For the next course, parboil the sweetbreads, blanch and cut in even pieces. Take a pint of veal or chicken stock and thicken with a tablespoonful of flour and one of butter. Beat four egg yolks with a cup of cream and add; cook till it thickens, but be careful not to boil; add salt, Cayenne, and a dash of lemon juice, with a teaspoonful of chopped parsley; stir well and pour over the sweetbreads; serve in small baking-dishes.

For the meat course, get fine large lamb chops, cut thick, and remove the bone; a good plan is to have two cut together, and after the bone is removed press between plates till they are of the right size. Make them into circles and fasten with small wooden toothpicks. Peel and broil large buttered mushrooms and cover each

chop with one, stem end down. Put a dash

of

lemon juice and chopped parsley over all, and serve on a very hot platter.

The cauliflower must be boiled, picked into bits, and laid in a buttered baking dish. Cover with white sauce, then with salt, paprika, and grated Parmesan

cheese, and another layer of cauliflower; the last layer must be cheese." Bake in a hot oven till brown. Small potato croquettes may also accompany this course.

Next comes raspberry sherbet, especially delicious when made from the fresh fruit now in season. After it comes the pretty salad; make a cup of stiff mayonnaise first, and put in a small bowl in the centre of a round platter.
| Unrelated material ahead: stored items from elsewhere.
//! This defines a `DataSource` implementation for the node graph API.
//!
//! A data source answers two calls from the dashboard: run a query, and test the connection.
//! How it is set up (configuration, state) is described by `DataSourceSetup`.

use std::path::Path;
use std::sync::Arc;

use async_trait::async_trait;
use tracing::{info_span, Instrument};

use nodegraph_configuration as configuration;
use nodegraph_configuration::environment::Environment;

use super::error::{QueryError, SetupError};
use super::health;
use super::models::{QueryRequest, QueryResponse, TestDataSourceResponse};
use super::query;
use super::state;

/// The calls a dashboard makes to a data source.
#[async_trait]
pub trait DataSource {
    /// The validated configuration.
    type Configuration: Send + Sync + 'static;
    /// The unserializable, transient state.
    type State: Send + Sync + 'static;

    /// Run the targets of a request and return their frames.
    async fn query(
        configuration: &Self::Configuration,
        state: &Self::State,
        request: QueryRequest,
    ) -> Result<QueryResponse, QueryError>;

    /// Check whether the backend can be reached. Failures are part of the response.
    async fn test_datasource(
        configuration: &Self::Configuration,
        state: &Self::State,
    ) -> TestDataSourceResponse;
}

/// Turns a configuration directory into a running data source.
#[async_trait]
pub trait DataSourceSetup {
    type DataSource: DataSource;

    /// Validate the raw configuration provided by the user,
    /// returning a configuration error or a validated `DataSource::Configuration`.
    async fn parse_configuration(
        &self,
        configuration_dir: impl AsRef<Path> + Send,
    ) -> Result<<Self::DataSource as DataSource>::Configuration, SetupError>;

    /// Initialize the data source's in-memory state, registering its metrics.
    async fn try_init_state(
        &self,
        configuration: &<Self::DataSource as DataSource>::Configuration,
        metrics: &mut prometheus::Registry,
    ) -> Result<<Self::DataSource as DataSource>::State, SetupError>;
}

pub struct NodeGraph;

#[async_trait]
impl DataSource for NodeGraph {
    type Configuration = Arc<configuration::Configuration>;
    type State = Arc<state::State>;

    /// Execute a query.
    ///
    /// Only the frames of the first target are returned, although every target is run.
    async fn query(
        configuration: &Self::Configuration,
        state: &Self::State,
        request: QueryRequest,
    ) -> Result<QueryResponse, QueryError> {
        query::query(state, request)
            .instrument(info_span!(
                "Query",
                base_url = %configuration.base_url()
            ))
            .await
            .map_err(|err| {
                tracing::error!(
                    meta.signal_type = "log",
                    event.domain = "nodegraph",
                    event.name = "Query error",
                    name = "Query error",
                    body = %err,
                    error = true,
                );
                err
            })
    }

    /// Test the connection to the graph API.
    async fn test_datasource(
        configuration: &Self::Configuration,
        state: &Self::State,
    ) -> TestDataSourceResponse {
        let response = health::health_check(state)
            .instrument(info_span!(
                "Test data source",
                base_url = %configuration.base_url()
            ))
            .await;

        if !response.is_success() {
            tracing::error!(
                meta.signal_type = "log",
                event.domain = "nodegraph",
                event.name = "Health check error",
                name = "Health check error",
                body = %response.message,
                error = true,
            );
        }
        response
    }
}

pub struct NodeGraphSetup<Env: Environment> {
    environment: Env,
}

impl<Env: Environment> NodeGraphSetup<Env> {
    pub fn new(environment: Env) -> Self {
        Self { environment }
    }
}

#[async_trait]
impl<Env: Environment + Send + Sync> DataSourceSetup for NodeGraphSetup<Env> {
    type DataSource = NodeGraph;

    async fn parse_configuration(
        &self,
        configuration_dir: impl AsRef<Path> + Send,
    ) -> Result<<Self::DataSource as DataSource>::Configuration, SetupError> {
        // Note that we don't log validation errors, because they are part of the normal business
        // operation of configuration validation, i.e. they don't represent an error condition that
        // signifies that anything has gone wrong with the process or infrastructure.
        let parsed_configuration = configuration::parse_configuration(configuration_dir)
            .instrument(info_span!("parse configuration"))
            .await?;

        let runtime_configuration =
            configuration::make_runtime_configuration(parsed_configuration, &self.environment)?;

        Ok(Arc::new(runtime_configuration))
    }

    async fn try_init_state(
        &self,
        configuration: &<Self::DataSource as DataSource>::Configuration,
        metrics: &mut prometheus::Registry,
    ) -> Result<<Self::DataSource as DataSource>::State, SetupError> {
        state::create_state(configuration, metrics)
            .instrument(info_span!("Initialise state"))
            .await
            .map(Arc::new)
            .map_err(|err| {
                tracing::error!(
                    meta.signal_type = "log",
                    event.domain = "nodegraph",
                    event.name = "Initialization error",
                    name = "Initialization error",
                    body = %err,
                    error = true,
                );
                SetupError::from(err)
            })
    }
}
Boil nine eggs hard and remove the yolks; mash these and add an equal quantity of potted chicken, such as may be bought in small tins, or cooked chicken chopped and mashed, with seasoning. Mix well, and put in enough mayonnaise to enable you to mould into small balls. Cut the whites of the eggs into rings. Around a finger-bowl full of cracked ice stand white lettuce hearts, with a flat row of nasturtium leaves all around the edge of the dish. On these leaves lay the rings of egg white, in overlapping circle, and pile up the egg and chicken balls among the lettuce. Sprinkle quickly with French dressing, and then lay on dark nasturtium flowers. The contrast of colors is lovely.

The next course is pistache parfait-something quite new. Make the usual French vanilla ice-cream, but color it green with vegetable color and flavor with pistache. Put this into tall champagne-glasses, and pour a teaspoonful of maraschino over it; then on top put a large spoonful of whipped cream. The peculiarity is the combination of flavors.

If you wish a simple dessert which will yet be very pretty, make a blanc-mange as usual, and color green and flavor with pistache. Set in small moulds to harden, and turn out on a long platter. Decorate with strips of angelica and candied cherries.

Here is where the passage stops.